Fire stings Tipo's eyes as he watches the crayfish redden in the heat, then split and blacken. He grabs it, tears off the tail and throws the body back in the fire. He bites into the thick white meat, and the juice runs down his chin. He passes the rest of the cooked meat to the man beside him. Around the fire the crew are all feasting on the crays. There is a low warning call from above. It's Ripiro. Tipo douses the fire in an instant and springs up the rock incline at the back of the small beach where their canoe is pulled up. They are at the very mouth of Tamatea, the fiord behind them and the sea in front. There is a sail out there, a European ship, huge to their eyes, and heading straight towards them. Tipo turns and hisses down to the paddle party below, pointing at the waka. Willing hands run it along the shore in the shallows to the mouth of the creek, and out of sight under the skirting branches of a great tree that clings to the rocky point at the end of the beach.
The waka party watch as the schooner heaves to a quarter of a mile off shore, in the lee of one of the string of rocky islands dotting the entrance to the fiord. A longboat is put off, and makes for a small islet just off the cliff shore, below them. It is just a great jumble of rocks sticking out of the water, maybe four or five times the length of their waka. The rocks are swarming with seals and their young, a breeding ground and rookery. They watch as four sailors leap ashore while two remain in the boat to keep it in position. The sailors wade in with their clubs, and the rocks are soon a heaving mass of panicking seals, and a growing welter of blood. Some of the men begin skinning even before the rock has been cleared. By evening they have killed more than a hundred seals, and skinned a quarter of them.
A pipe sounds from the ship as the light begins to fall, and it turns for the safety of the fiord, leaving the men on the rock.
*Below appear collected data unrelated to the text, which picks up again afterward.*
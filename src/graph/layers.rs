use std::collections::{BTreeMap, HashMap};

use crate::graph::builder::{DependencyGraph, EdgeKind};
use crate::model::Unit;

/// Layer the graph into ready sets with Kahn's algorithm.
///
/// Every unit in a layer has all of its predecessors in earlier layers.
/// Within a layer, units are ordered by `(priority, declaration index)`.
/// The graph must be acyclic, which [`build`](crate::graph::builder::build)
/// guarantees.
pub fn ready_sets(dg: &DependencyGraph, units: &[Unit]) -> Vec<Vec<usize>> {
    let n = dg.unit_count();
    let mut in_degree: Vec<usize> = (0..n).map(|u| dg.predecessors(u).len()).collect();
    let mut current: Vec<usize> = (0..n).filter(|&u| in_degree[u] == 0).collect();
    let mut layers = Vec::new();

    while !current.is_empty() {
        current.sort_by_key(|&u| (units[u].priority, u));
        let mut next = Vec::new();
        for &u in &current {
            for d in dg.dependents(u) {
                in_degree[d] -= 1;
                if in_degree[d] == 0 {
                    next.push(d);
                }
            }
        }
        layers.push(std::mem::replace(&mut current, next));
    }

    layers
}

/// Topological order: the ready sets, flattened.
pub fn execution_order(dg: &DependencyGraph, units: &[Unit]) -> Vec<usize> {
    ready_sets(dg, units).into_iter().flatten().collect()
}

/// Group units into thread-affinity chains.
///
/// A unit with exactly one direct unit dependency (and no group
/// dependency) joins its predecessor's chain. Units left unchained that
/// declare a non-zero priority share one chain per class. Chains with a
/// single member are dropped, so the result only pins units that are
/// actually linked. Returned ids are dense, starting at zero, in the order
/// chains are first seen along the topological order.
pub fn affinity_chains(dg: &DependencyGraph, units: &[Unit]) -> Vec<Option<usize>> {
    let order = execution_order(dg, units);
    let mut chain: Vec<Option<usize>> = vec![None; units.len()];
    let mut next_chain = 0;

    for &u in &order {
        let preds = dg.predecessors(u);
        let only_unit_edge = preds.len() == 1
            && units[u].depends_on_groups.is_empty()
            && dg
                .graph
                .find_edge(dg.node_indices[preds[0]], dg.node_indices[u])
                .is_some_and(|e| dg.graph[e] == EdgeKind::Unit);
        if !only_unit_edge {
            continue;
        }
        let pred = preds[0];
        let id = *chain[pred].get_or_insert_with(|| {
            next_chain += 1;
            next_chain - 1
        });
        chain[u] = Some(id);
    }

    let mut by_class: HashMap<&str, usize> = HashMap::new();
    for &u in &order {
        if chain[u].is_some() || units[u].priority == 0 {
            continue;
        }
        let id = *by_class.entry(units[u].class.as_str()).or_insert_with(|| {
            next_chain += 1;
            next_chain - 1
        });
        chain[u] = Some(id);
    }

    let mut members: BTreeMap<usize, usize> = BTreeMap::new();
    for id in chain.iter().flatten() {
        *members.entry(*id).or_default() += 1;
    }

    let mut dense: HashMap<usize, usize> = HashMap::new();
    for &u in &order {
        chain[u] = match chain[u] {
            Some(id) if members[&id] > 1 => {
                let len = dense.len();
                Some(*dense.entry(id).or_insert(len))
            }
            _ => None,
        };
    }
    chain
}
It sails past the Maori beach camp on its track into the sheltered waters of the inner fiord without noticing anything. Tipo watches it go. The killing party are being left for the night.
The waka crew return to the beach and Tipo leans down over the remains of the fire to get it going again. The others are splitting up to do the familiar tasks. Finishing processing the catch, cutting flax and saplings for a shelter against the chill of the night.
In the morning they paddle away from the canyon walls of the fiord and the abandoned camp. Tipo is thoughtful. Around him the sea boils. They pass the seal colony rock at close range. The small party of sealers is completing the work of skinning and stacking. The whole rock is red with the blood of the seals. The crew of the waka are transfixed by the sight of so much slaughter on one small outcrop of rock. The sealers stand amongst the gore, watching nervously as the great canoe passes them.